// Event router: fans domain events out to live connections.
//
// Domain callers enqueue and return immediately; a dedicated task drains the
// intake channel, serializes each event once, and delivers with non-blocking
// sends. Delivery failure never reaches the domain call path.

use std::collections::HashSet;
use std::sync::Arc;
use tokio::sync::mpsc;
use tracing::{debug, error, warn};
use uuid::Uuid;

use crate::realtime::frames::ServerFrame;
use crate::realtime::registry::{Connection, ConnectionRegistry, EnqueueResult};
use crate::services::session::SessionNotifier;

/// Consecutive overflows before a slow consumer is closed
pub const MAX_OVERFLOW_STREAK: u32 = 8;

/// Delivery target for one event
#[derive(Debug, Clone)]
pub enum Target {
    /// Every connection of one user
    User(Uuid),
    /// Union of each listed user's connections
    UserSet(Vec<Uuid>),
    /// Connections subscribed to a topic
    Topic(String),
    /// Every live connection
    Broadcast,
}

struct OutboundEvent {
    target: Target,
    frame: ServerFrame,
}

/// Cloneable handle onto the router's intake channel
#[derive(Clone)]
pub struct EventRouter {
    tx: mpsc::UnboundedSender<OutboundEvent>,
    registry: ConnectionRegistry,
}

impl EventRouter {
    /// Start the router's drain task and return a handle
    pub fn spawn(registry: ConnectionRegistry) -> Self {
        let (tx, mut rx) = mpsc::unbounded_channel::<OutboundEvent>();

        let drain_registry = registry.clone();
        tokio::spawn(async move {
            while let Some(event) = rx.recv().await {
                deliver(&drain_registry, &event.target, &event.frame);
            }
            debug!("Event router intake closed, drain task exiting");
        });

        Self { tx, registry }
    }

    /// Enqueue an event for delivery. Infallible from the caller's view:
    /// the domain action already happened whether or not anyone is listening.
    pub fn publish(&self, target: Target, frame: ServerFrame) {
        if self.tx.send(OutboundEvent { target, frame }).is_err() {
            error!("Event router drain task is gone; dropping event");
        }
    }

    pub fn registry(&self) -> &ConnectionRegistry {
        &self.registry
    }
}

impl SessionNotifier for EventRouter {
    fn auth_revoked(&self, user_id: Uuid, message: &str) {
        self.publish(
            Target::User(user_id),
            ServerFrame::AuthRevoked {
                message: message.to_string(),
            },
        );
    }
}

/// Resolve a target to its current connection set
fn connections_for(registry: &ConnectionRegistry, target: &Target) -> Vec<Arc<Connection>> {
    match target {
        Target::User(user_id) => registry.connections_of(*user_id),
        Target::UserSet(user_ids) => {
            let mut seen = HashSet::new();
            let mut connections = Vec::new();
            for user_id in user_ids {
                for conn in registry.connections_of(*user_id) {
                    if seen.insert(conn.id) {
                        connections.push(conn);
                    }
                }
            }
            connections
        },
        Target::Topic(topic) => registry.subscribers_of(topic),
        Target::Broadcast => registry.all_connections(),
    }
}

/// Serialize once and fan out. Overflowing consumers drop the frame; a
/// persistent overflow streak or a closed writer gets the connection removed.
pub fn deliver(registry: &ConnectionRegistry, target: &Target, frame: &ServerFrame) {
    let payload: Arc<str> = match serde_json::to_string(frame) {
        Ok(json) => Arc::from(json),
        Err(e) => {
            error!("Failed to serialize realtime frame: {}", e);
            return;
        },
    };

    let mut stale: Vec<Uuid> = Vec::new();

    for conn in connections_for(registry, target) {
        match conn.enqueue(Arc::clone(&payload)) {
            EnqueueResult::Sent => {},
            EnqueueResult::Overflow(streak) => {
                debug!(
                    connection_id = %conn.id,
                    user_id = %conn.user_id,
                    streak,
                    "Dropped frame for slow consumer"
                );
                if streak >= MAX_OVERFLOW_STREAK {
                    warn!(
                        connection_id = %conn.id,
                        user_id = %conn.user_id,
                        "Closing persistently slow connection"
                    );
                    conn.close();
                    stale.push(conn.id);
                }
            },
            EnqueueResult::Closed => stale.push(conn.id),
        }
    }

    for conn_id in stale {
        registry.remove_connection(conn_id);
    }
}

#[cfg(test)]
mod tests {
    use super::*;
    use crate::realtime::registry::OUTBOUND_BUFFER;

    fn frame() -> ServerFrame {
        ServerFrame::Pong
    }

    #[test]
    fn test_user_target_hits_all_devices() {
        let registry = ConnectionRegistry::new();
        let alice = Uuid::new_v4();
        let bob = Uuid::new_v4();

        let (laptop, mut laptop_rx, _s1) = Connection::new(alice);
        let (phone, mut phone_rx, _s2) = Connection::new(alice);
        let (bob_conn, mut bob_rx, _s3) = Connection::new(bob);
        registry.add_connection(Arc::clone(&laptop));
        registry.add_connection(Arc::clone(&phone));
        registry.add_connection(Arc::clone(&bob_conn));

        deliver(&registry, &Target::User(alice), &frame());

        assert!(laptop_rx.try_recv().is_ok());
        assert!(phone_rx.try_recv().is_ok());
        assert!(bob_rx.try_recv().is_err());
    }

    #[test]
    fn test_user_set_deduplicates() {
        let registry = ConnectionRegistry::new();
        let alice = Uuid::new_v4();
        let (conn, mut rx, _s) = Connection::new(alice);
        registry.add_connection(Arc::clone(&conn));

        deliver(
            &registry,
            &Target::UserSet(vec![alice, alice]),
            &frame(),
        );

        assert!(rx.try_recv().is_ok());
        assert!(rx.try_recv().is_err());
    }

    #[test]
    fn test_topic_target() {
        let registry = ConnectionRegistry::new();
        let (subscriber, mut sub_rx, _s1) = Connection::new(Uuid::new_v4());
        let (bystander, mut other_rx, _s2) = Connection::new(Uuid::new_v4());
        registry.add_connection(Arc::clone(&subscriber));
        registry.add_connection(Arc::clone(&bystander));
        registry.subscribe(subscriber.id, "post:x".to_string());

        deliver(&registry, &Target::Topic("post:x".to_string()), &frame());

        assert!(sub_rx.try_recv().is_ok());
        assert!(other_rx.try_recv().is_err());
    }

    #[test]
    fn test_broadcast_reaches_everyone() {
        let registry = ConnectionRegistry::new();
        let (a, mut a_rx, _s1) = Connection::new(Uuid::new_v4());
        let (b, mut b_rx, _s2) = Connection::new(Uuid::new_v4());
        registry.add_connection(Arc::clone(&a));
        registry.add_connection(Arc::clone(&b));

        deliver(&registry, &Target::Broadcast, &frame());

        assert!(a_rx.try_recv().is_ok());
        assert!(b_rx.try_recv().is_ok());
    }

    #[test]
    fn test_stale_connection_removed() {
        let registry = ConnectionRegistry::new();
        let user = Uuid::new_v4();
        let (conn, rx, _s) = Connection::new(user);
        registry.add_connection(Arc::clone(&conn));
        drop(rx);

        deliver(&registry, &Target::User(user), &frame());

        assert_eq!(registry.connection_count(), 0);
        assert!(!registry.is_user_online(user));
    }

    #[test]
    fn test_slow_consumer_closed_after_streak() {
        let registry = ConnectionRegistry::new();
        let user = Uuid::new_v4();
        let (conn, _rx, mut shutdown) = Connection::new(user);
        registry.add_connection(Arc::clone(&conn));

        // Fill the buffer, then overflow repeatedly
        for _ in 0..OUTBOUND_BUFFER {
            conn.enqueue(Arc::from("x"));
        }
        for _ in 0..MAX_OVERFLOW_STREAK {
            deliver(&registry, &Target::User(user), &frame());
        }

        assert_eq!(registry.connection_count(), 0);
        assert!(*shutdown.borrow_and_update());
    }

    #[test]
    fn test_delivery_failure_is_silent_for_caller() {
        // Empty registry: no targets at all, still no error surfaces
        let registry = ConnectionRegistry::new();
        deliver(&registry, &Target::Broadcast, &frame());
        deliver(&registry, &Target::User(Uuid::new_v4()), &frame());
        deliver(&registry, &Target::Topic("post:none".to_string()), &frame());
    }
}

==*==

Give back, unchanged, the run of lines in the listing above that begins at the line containing "assert!(b_rx.try_recv().is_ok());" and ends at the line containing "let (conn, rx, _s)", both included.

Answer to this task —
        assert!(b_rx.try_recv().is_ok());
    }

    #[test]
    fn test_stale_connection_removed() {
        let registry = ConnectionRegistry::new();
        let user = Uuid::new_v4();
        let (conn, rx, _s) = Connection::new(user);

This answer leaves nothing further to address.